## Exercise prompt
Transcribe the records in full.

Stored items from a collection:

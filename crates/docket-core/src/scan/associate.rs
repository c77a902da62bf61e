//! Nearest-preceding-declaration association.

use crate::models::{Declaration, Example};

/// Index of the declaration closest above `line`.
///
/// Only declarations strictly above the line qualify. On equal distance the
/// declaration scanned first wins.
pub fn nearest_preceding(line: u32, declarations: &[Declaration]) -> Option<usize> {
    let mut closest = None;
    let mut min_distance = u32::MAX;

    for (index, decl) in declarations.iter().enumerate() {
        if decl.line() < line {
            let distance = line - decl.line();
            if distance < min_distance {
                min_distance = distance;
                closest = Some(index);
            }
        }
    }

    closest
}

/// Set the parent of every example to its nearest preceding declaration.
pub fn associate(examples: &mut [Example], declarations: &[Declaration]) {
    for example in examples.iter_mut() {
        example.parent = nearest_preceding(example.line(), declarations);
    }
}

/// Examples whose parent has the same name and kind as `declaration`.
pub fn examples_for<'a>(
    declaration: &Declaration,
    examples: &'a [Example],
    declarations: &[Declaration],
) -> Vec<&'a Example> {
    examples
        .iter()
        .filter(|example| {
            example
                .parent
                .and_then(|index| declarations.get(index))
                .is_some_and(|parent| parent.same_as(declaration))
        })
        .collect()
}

## Written solution
filename crates/docket-core/src/scan/associate.rs
repository c77a902da62bf61e
//! Nearest-preceding-declaration association.

use crate::models::{Declaration, Example};

/// Index of the declaration closest above `line`.
///
/// Only declarations strictly above the line qualify. On equal distance the
/// declaration scanned first wins.
pub fn nearest_preceding(line: u32, declarations: &[Declaration]) -> Option<usize> {
    let mut closest = None;
    let mut min_distance = u32::MAX;

    for (index, decl) in declarations.iter().enumerate() {
        if decl.line() < line {
            let distance = line - decl.line();
            if distance < min_distance {
                min_distance = distance;
                closest = Some(index);
            }
        }
    }

    closest
}

/// Set the parent of every example to its nearest preceding declaration.
pub fn associate(examples: &mut [Example], declarations: &[Declaration]) {
    for example in examples.iter_mut() {
        example.parent = nearest_preceding(example.line(), declarations);
    }
}

/// Examples whose parent has the same name and kind as `declaration`.
pub fn examples_for<'a>(
    declaration: &Declaration,
    examples: &'a [Example],
    declarations: &[Declaration],
) -> Vec<&'a Example> {
    examples
        .iter()
        .filter(|example| {
            example
                .parent
                .and_then(|index| declarations.get(index))
                .is_some_and(|parent| parent.same_as(declaration))
        })
        .collect()
}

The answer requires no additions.